Avant toute décision arrêtée dans son principe, le CSE doit rendre un avis sur ces projets impactant l’organisation et la marche générale de l’entreprise, mais également sur les conséquences environnementales des mesures envisagées (ce qui est loin d’être neutre dans ce domaine au vu de la littérature disponible).
 

Dans certains cas (p. ex. si le projet de modification des conditions de travail et SST peut être qualifié d’ « important », ce qui n’est pas toujours le cas – cf. Cass.
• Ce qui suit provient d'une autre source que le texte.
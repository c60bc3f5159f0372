//! Override tokens: immutable descriptions of task-local state.
//!
//! Tokens are plain values. Applying one affects whichever task applies it,
//! which need not be the task that produced it; restoring a token on the wrong
//! task is a caller error and is not detected.

use std::fmt;

use rustc_hash::FxHashMap;

use crate::identity::current_task_id;
use crate::registry::{Store, Value, registry};
use crate::var::{DynVar, VarId};

/// One variable's state: set to a value, or absent.
#[derive(Clone)]
pub struct Override {
	var: VarId,
	value: Option<Value>,
}

impl Override {
	pub(crate) fn set(var: VarId, value: Value) -> Self {
		Self { var, value: Some(value) }
	}

	pub(crate) fn clear(var: VarId) -> Self {
		Self { var, value: None }
	}

	pub fn var(&self) -> VarId {
		self.var
	}

	/// Whether this token clears its variable.
	pub fn is_clear(&self) -> bool {
		self.value.is_none()
	}

	/// Applies this state to the calling task.
	pub fn apply(self) -> Restore {
		self.apply_on(current_task_id())
	}

	pub(crate) fn apply_on(self, task: u64) -> Restore {
		let Self { var, value } = self;
		let prior = registry().with_store_mut(task, |store| match value {
			Some(value) => store.insert(var, value),
			None => store.remove(&var),
		});
		Restore(Self { var, value: prior })
	}
}

impl fmt::Debug for Override {
	fn fmt(&self, f: &mut fmt::Formatter<'_>) -> fmt::Result {
		f.debug_struct("Override")
			.field("var", &self.var)
			.field("set", &self.value.is_some())
			.finish()
	}
}

/// State displaced by a single-variable write.
///
/// [`restore`](Self::restore) puts it back and returns the state it displaced
/// in turn, so restores chain.
#[derive(Debug, Clone)]
pub struct Restore(Override);

impl Restore {
	/// Reinstates the captured state on the calling task.
	pub fn restore(self) -> Restore {
		self.0.apply()
	}

	/// Whether the variable had a value before the write.
	pub fn was_set(&self) -> bool {
		!self.0.is_clear()
	}

	pub fn into_override(self) -> Override {
		self.0
	}
}

/// Several variables' states, or with [`replace_all`](Self::replace_all) an
/// entire store. Entry order is irrelevant; a later entry for the same
/// variable replaces an earlier one.
#[derive(Debug, Clone, Default)]
pub struct Overrides {
	entries: FxHashMap<VarId, Option<Value>>,
	replace_all: bool,
}

impl Overrides {
	/// Overrides layered on top of the existing store.
	pub fn new() -> Self {
		Self::default()
	}

	/// Overrides that replace the whole store; unnamed variables become absent.
	pub fn replace_all() -> Self {
		Self {
			entries: FxHashMap::default(),
			replace_all: true,
		}
	}

	pub fn with<A>(self, var: &DynVar<A>, value: A) -> Self
	where
		A: Clone + Send + Sync + 'static,
	{
		self.push(var.with(value))
	}

	pub fn with_clear<A>(self, var: &DynVar<A>) -> Self
	where
		A: Clone + Send + Sync + 'static,
	{
		self.push(var.with_clear())
	}

	pub fn push(mut self, entry: Override) -> Self {
		self.insert(entry);
		self
	}

	pub fn insert(&mut self, entry: Override) {
		self.entries.insert(entry.var, entry.value);
	}

	pub fn is_replace_all(&self) -> bool {
		self.replace_all
	}

	pub fn len(&self) -> usize {
		self.entries.len()
	}

	pub fn is_empty(&self) -> bool {
		self.entries.is_empty()
	}

	/// Applies these overrides to the calling task.
	pub fn apply(self) -> RestoreAll {
		apply_and_capture_restore(self)
	}

	pub(crate) fn apply_on(self, task: u64) -> RestoreAll {
		let Self { entries, replace_all } = self;
		let prior = registry().with_store_mut(task, |store| {
			if replace_all {
				let previous = std::mem::take(store);
				store.extend(entries.into_iter().filter_map(|(var, value)| value.map(|value| (var, value))));
				Self {
					entries: previous.into_iter().map(|(var, value)| (var, Some(value))).collect(),
					replace_all: true,
				}
			} else {
				let entries = entries
					.into_iter()
					.map(|(var, value)| {
						let previous = match value {
							Some(value) => store.insert(var, value),
							None => store.remove(&var),
						};
						(var, previous)
					})
					.collect();
				Self { entries, replace_all: false }
			}
		});
		RestoreAll(prior)
	}
}

impl From<Override> for Overrides {
	fn from(entry: Override) -> Self {
		Self::new().push(entry)
	}
}

impl FromIterator<Override> for Overrides {
	fn from_iter<I: IntoIterator<Item = Override>>(iter: I) -> Self {
		let mut overrides = Self::new();
		overrides.extend(iter);
		overrides
	}
}

impl Extend<Override> for Overrides {
	fn extend<I: IntoIterator<Item = Override>>(&mut self, iter: I) {
		for entry in iter {
			self.insert(entry);
		}
	}
}

/// State displaced by [`apply_and_capture_restore`].
#[derive(Debug, Clone)]
pub struct RestoreAll(Overrides);

impl RestoreAll {
	/// Undoes exactly the change that produced this token, on the calling task.
	pub fn restore(self) -> RestoreAll {
		self.0.apply()
	}

	pub(crate) fn restore_on(self, task: u64) -> RestoreAll {
		self.0.apply_on(task)
	}
}

/// Replaces the named entries (or the whole store) of the calling task's
/// store, returning what was there before.
///
/// Restoring the result to an empty state deletes the task's registry entry.
pub fn apply_and_capture_restore(overrides: Overrides) -> RestoreAll {
	overrides.apply_on(current_task_id())
}

/// A complete store, typically handed to a new task.
#[derive(Debug, Clone, Default)]
pub struct Snapshot {
	store: Store,
}

impl Snapshot {
	/// A snapshot with no variables; installing it means no inheritance.
	pub fn empty() -> Self {
		Self::default()
	}

	pub fn len(&self) -> usize {
		self.store.len()
	}

	pub fn is_empty(&self) -> bool {
		self.store.is_empty()
	}

	pub fn contains<A>(&self, var: &DynVar<A>) -> bool {
		self.store.contains_key(&var.id())
	}

	pub fn get<A>(&self, var: &DynVar<A>) -> Option<A>
	where
		A: Clone + 'static,
	{
		self.store.get(&var.id())?.downcast_ref::<A>().cloned()
	}

	/// Makes this snapshot the calling task's entire store.
	pub fn install(self) -> RestoreAll {
		self.into_overrides().apply()
	}

	pub fn into_overrides(self) -> Overrides {
		Overrides {
			entries: self.store.into_iter().map(|(var, value)| (var, Some(value))).collect(),
			replace_all: true,
		}
	}

	pub(crate) fn into_store(self) -> Store {
		self.store
	}
}

/// Copies the calling task's store with `overrides` taking precedence.
///
/// Nothing is mutated. With [`Overrides::replace_all`] the current store is
/// ignored and the snapshot holds only the overrides.
pub fn snapshot(overrides: Overrides) -> Snapshot {
	let Overrides { entries, replace_all } = overrides;
	let mut store = if replace_all { Store::default() } else { registry().get(current_task_id()).unwrap_or_default() };
	for (var, value) in entries {
		match value {
			Some(value) => {
				store.insert(var, value);
			}
			None => {
				store.remove(&var);
			}
		}
	}
	Snapshot { store }
}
Soc. 12 avril 2018, 16-27866), le CSE peut avoir recours à un expert habilité et bénéficier d’un délai allongé pour la restitution de son avis (soit 2 mois par défaut).   
 

Ce processus doit si besoin être répété de manière échelonnée lorsque le projet comporte différentes séquences décisionnelles échelonnées, ce qui sera généralement le cas en matière de SIA, du test jusqu’au déploiement « en dur ».
 

 

3. Chercher l’accord plutôt que le juge

En cas d’irrégularité du processus sur le fond ou la forme, le projet peut être entravé par une action judiciaire en référé sur le fondement classique du trouble manifestement illicite (art. 835 CPC).
 

Les directions d’entreprises doivent se montrer vigilantes car le juge civil peut surtout ordonner la suspension des usages de la technologie d’IA concernée et et faire injonction à l’employeur de régulariser la procédure d’information consultation, assortie d’une astreinte financière (en cas d’inertie, le risque peut même basculer dans le champ du pénal, sur le terrain du délit d’entrave, lequel est en pratique rarement poursuivi en première intention). 
 

Après une période contentieuse plutôt marquée par la question de l’expertise CE, CHSCT ou CSE en cas de projet d’introduction de nouvelles technologies, plusieurs décisions rendues en 2025 viennent d’être rendue sur la question de la suspension du projet de SIA, y compris au stade d’une phase simplement « pilote » (TJ Nanterre du 14 février 2025, RG n° 24/01457 ; TJ Créteil  15 juillet 2025, RG n° 25/00851). 
 

En lien avec la première affaire, la relance du dialogue social a permis une sortie de conflit, par la voie d’un accord d’entreprise de type « transactionnel » conclu avec les syndicats représentatifs le 26 juin 2025.
 

L’accord de méthode apparaît ici comme une clé de succès dans la conduite du projet, en posant des garanties négociées (engagements d’accompagnement du changement sur le plan procédural, social, technologique.